Tax pros should also avoid “spear phishing” scams. One of the most pervasive tactics used by identity thieves against tax pros is called spear phishing. Thieves take time to craft personalized emails to entice tax professionals to open a link embedded in the email or open an attachment. Last year, tax pros were particularly vulnerable to spear phishing scams from thieves posing as potential clients. Some cybercriminals would carry out email conversations with their target for days before sending the email containing a link or attachment. The link or attachment would secretly download software onto the tax pros’ computers that will give thieves remote access to the tax professionals’ systems.

Tax pros should also recognize the signs of identity theft. Many tax pros who report data thefts to the IRS admit they’re unaware of the signs that a theft had occurred. Some of the telltale signs include multiple clients suddenly receiving IRS letters asking for confirmation that they filed a tax return deemed suspicious. Tax professionals may see e-file acknowledgements for far more tax returns than they filed. Computer cursors may seem to move on their own.

The IRS plans to provide more cybersecurity information for tax pros every Tuesday over the next five weeks.

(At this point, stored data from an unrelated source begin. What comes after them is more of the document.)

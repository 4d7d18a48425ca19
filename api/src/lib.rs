#![deny(clippy::all)]
mod error;
pub mod deid;
pub mod resources;

use http::Method;
use log::debug;
use once_cell::sync::Lazy;
use reqwest::{
    blocking::{Client as HttpClient, RequestBuilder, Response as HttpResponse},
    header::{self, HeaderMap, HeaderValue},
    redirect::Policy as RedirectPolicy,
    Proxy,
};
use serde::{Deserialize, Serialize};
use std::time::Duration;
use url::Url;

use crate::resources::into_result;

pub use http::StatusCode;

pub use crate::{
    error::{Error, Result},
    resources::{
        deidentify::{
            DeidentifyConfig, DicomConfig, FilterProfile, ImageConfig, TextRedactionMode,
            TransformRequest,
        },
        instance::{StoreInstancesResponse, DICOM_CONTENT_TYPE, DICOM_JSON_CONTENT_TYPE},
        operation::{
            Operation, OperationError, OperationMetadata, OperationName, OperationStatus,
            ProgressCounter,
        },
        store::{
            DatasetId, DatasetName, FullName as StoreFullName, Location, ProjectId, StoreId,
            StoreReference,
        },
    },
};

#[derive(Clone, Debug, PartialEq, Eq)]
pub struct Token(pub String);

pub struct Config {
    pub endpoint: Url,
    pub token: Token,
    pub accept_invalid_certificates: bool,
    pub proxy: Option<Url>,
    pub timeout: Duration,
}

impl Default for Config {
    fn default() -> Self {
        Config {
            endpoint: DEFAULT_ENDPOINT.clone(),
            token: Token("".to_owned()),
            accept_invalid_certificates: false,
            proxy: None,
            timeout: Duration::from_secs(DEFAULT_HTTP_TIMEOUT_SECONDS),
        }
    }
}

#[derive(Debug)]
pub struct Client {
    endpoints: Endpoints,
    http_client: HttpClient,
    headers: HeaderMap,
}

impl Client {
    /// Create a new API client.
    pub fn new(config: Config) -> Result<Client> {
        let http_client = build_http_client(&config)?;
        let headers = build_headers(&config)?;
        let endpoints = Endpoints::new(config.endpoint)?;
        Ok(Client {
            endpoints,
            http_client,
            headers,
        })
    }

    /// Store a single DICOM instance (STOW-RS). The response is returned whatever its status.
    pub fn store_instances(
        &self,
        store: &StoreReference,
        content_type: &str,
        data: Vec<u8>,
    ) -> Result<StoreInstancesResponse> {
        let url = self.endpoints.store_instances(store)?;
        debug!("Attempting POST `{}` ({} bytes)", url, data.len());

        let http_response = self
            .request(Method::POST, url)
            .header(header::CONTENT_TYPE, content_type)
            .header(header::ACCEPT, DICOM_JSON_CONTENT_TYPE)
            .body(data)
            .send()
            .map_err(|source| Error::ReqwestError {
                source,
                message: "POST operation failed.".to_owned(),
            })?;

        let status_code = http_response.status();
        let body = read_body(http_response)?;
        Ok(StoreInstancesResponse { status_code, body })
    }

    /// Start de-identifying every instance of the source store into the destination store.
    pub fn deidentify_store(&self, request: &TransformRequest) -> Result<Operation> {
        self.post(
            self.endpoints.deidentify(request.source())?,
            request.to_store_request(),
        )
    }

    /// Fetch the current record of a long-running operation.
    pub fn get_operation(&self, name: &OperationName) -> Result<Operation> {
        self.get(self.endpoints.operation(name)?)
    }

    fn get<SuccessT>(&self, url: Url) -> Result<SuccessT>
    where
        for<'de> SuccessT: Deserialize<'de>,
    {
        self.json_request(Method::GET, url, None::<()>)
    }

    fn post<RequestT, SuccessT>(&self, url: Url, body: RequestT) -> Result<SuccessT>
    where
        RequestT: Serialize,
        for<'de> SuccessT: Deserialize<'de>,
    {
        self.json_request(Method::POST, url, Some(body))
    }

    fn json_request<RequestT, SuccessT>(
        &self,
        method: Method,
        url: Url,
        body: Option<RequestT>,
    ) -> Result<SuccessT>
    where
        RequestT: Serialize,
        for<'de> SuccessT: Deserialize<'de>,
    {
        debug!("Attempting {} `{}`", method, url);
        let request = self.request(method.clone(), url);
        let request = match &body {
            Some(body) => request.json(body),
            None => request,
        };
        let http_response = request.send().map_err(|source| Error::ReqwestError {
            source,
            message: format!("{method} operation failed."),
        })?;

        let status = http_response.status();
        let body = read_body(http_response)?;
        into_result(status, &body)
    }

    fn request(&self, method: Method, url: Url) -> RequestBuilder {
        self.http_client
            .request(method, url)
            .headers(self.headers.clone())
    }
}

fn read_body(http_response: HttpResponse) -> Result<Vec<u8>> {
    let status: StatusCode = http_response.status();
    http_response
        .bytes()
        .map(|bytes| bytes.to_vec())
        .map_err(|source| Error::ReqwestError {
            source,
            message: format!("Could not read response body ({status})."),
        })
}

#[derive(Debug)]
struct Endpoints {
    base: Url,
}

fn construct_endpoint(base: &Url, segments: &[&str]) -> Result<Url> {
    let mut endpoint = base.clone();

    let mut endpoint_segments = endpoint
        .path_segments_mut()
        .map_err(|_| Error::BadEndpoint {
            endpoint: base.clone(),
        })?;

    endpoint_segments.pop_if_empty();
    for segment in segments {
        endpoint_segments.push(segment);
    }

    drop(endpoint_segments);

    Ok(endpoint)
}

fn resource_segments(name: &str) -> Vec<&str> {
    name.split('/').filter(|segment| !segment.is_empty()).collect()
}

impl Endpoints {
    pub fn new(base: Url) -> Result<Self> {
        if base.cannot_be_a_base() {
            return Err(Error::BadEndpoint { endpoint: base });
        }
        Ok(Endpoints { base })
    }

    fn store_instances(&self, store: &StoreReference) -> Result<Url> {
        let full_name = store.full_name();
        let mut segments = resource_segments(&full_name.0);
        segments.extend(["dicomWeb", "studies"]);
        construct_endpoint(&self.base, &segments)
    }

    fn deidentify(&self, source: &StoreReference) -> Result<Url> {
        let dataset_name = source.dataset_name();
        let deidentify = format!("{}:deidentify", source.store().0);
        let mut segments = resource_segments(&dataset_name.0);
        segments.extend(["dicomStores", deidentify.as_str()]);
        construct_endpoint(&self.base, &segments)
    }

    fn operation(&self, name: &OperationName) -> Result<Url> {
        let segments = resource_segments(&name.0);
        if segments.is_empty() {
            return Err(Error::BadOperationName {
                name: name.0.clone(),
            });
        }
        construct_endpoint(&self.base, &segments)
    }
}

const DEFAULT_HTTP_TIMEOUT_SECONDS: u64 = 120;

fn build_http_client(config: &Config) -> Result<HttpClient> {
    let mut builder = HttpClient::builder()
        .gzip(true)
        .redirect(RedirectPolicy::none())
        .danger_accept_invalid_certs(config.accept_invalid_certificates)
        .timeout(Some(config.timeout));

    if let Some(proxy) = config.proxy.clone() {
        builder = builder.proxy(Proxy::all(proxy).map_err(Error::BuildHttpClient)?);
    }
    builder.build().map_err(Error::BuildHttpClient)
}

fn build_headers(config: &Config) -> Result<HeaderMap> {
    let mut headers = HeaderMap::new();
    headers.insert(
        header::AUTHORIZATION,
        HeaderValue::from_str(&format!("Bearer {}", &config.token.0)).map_err(|_| {
            Error::BadToken {
                token: config.token.0.clone(),
            }
        })?,
    );
    Ok(headers)
}

pub static DEFAULT_ENDPOINT: Lazy<Url> = Lazy::new(|| {
    Url::parse("https://healthcare.googleapis.com/v1").expect("Default URL is well-formed")
});
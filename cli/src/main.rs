#![deny(clippy::all)]
mod args;
mod commands;
mod config;
mod printer;
mod utils;

use anyhow::{Context, Result};
use healthcare_client::Client;
use log::error;
use std::{env, io, process};
use structopt::{clap::Shell as ClapShell, StructOpt};

use crate::{
    args::{Args, Command, Shell},
    commands::{deidentify, run as run_command, store},
    printer::Printer,
    utils::io::init_env_logger,
};

fn run(args: Args) -> Result<()> {
    let printer = Printer::new(args.output);
    let lookup = |name: &str| env::var(name).ok();

    match &args.command {
        Command::Completion { shell } => {
            let mut app = Args::clap();
            let clap_shell = match shell {
                Shell::Zsh => ClapShell::Zsh,
                Shell::Bash => ClapShell::Bash,
            };
            app.gen_completions_to("dicom-deid", clap_shell, &mut io::stdout());
            Ok(())
        }
        Command::Store(store_args) => {
            let settings = config::read_settings(&args, lookup);
            let source = settings
                .source_store()
                .context("Unable to resolve the source DICOM store")?;
            store::run(
                store_args,
                &source,
                &client_from_args(&args)?,
                settings,
                &printer,
            )
        }
        Command::Deidentify(deidentify_args) => {
            let request = config::read_settings(&args, lookup)
                .transform_request()
                .context("Unable to build the de-identification request")?;
            deidentify::run(
                deidentify_args,
                &request,
                &client_from_args(&args)?,
                &printer,
            )
        }
        Command::Run(run_args) => {
            let settings = config::read_settings(&args, lookup);
            let request = settings
                .transform_request()
                .context("Unable to build the de-identification request")?;
            run_command::run(
                run_args,
                &request,
                &client_from_args(&args)?,
                settings,
                &printer,
            )
        }
    }
}

fn client_from_args(args: &Args) -> Result<Client> {
    let config = config::client_config(args, |name| env::var(name).ok())?;
    Client::new(config).context("Failed to initialise the Cloud Healthcare API client.")
}

fn main() {
    let args = Args::from_args();
    init_env_logger(args.verbose);

    if let Err(error) = run(args) {
        error!("An error occurred:");
        for cause in error.chain() {
            error!(" |- {cause}");
        }

        #[cfg(feature = "backtrace")]
        {
            error!("{}", error.backtrace());
        }

        process::exit(1);
    }
}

The summer series on cybersecurity coincides with the annual IRS Nationwide Tax Forums, which are being held virtually this summer over a five-week period starting July 20. The 2021 Forums feature three webinars focused on cyber- and information security that will be live streamed as follows:

“Cybersecurity for Tax Professionals – Advanced Session,” presented by the American Coalition for Taxpayer Rights, July 28 at 2 p.m. ET.

“Helping You and Your Clients Steer Clear of Fraud and Scams,” presented by the Treasury Inspector General for Tax Administration, Aug. 4 at 11 a.m. ET.

“IRS Criminal Investigation: Deeper Dive into Emerging Cyber Crimes and Crypto Tax Compliance,” Aug. 5 at 11 a.m. ET.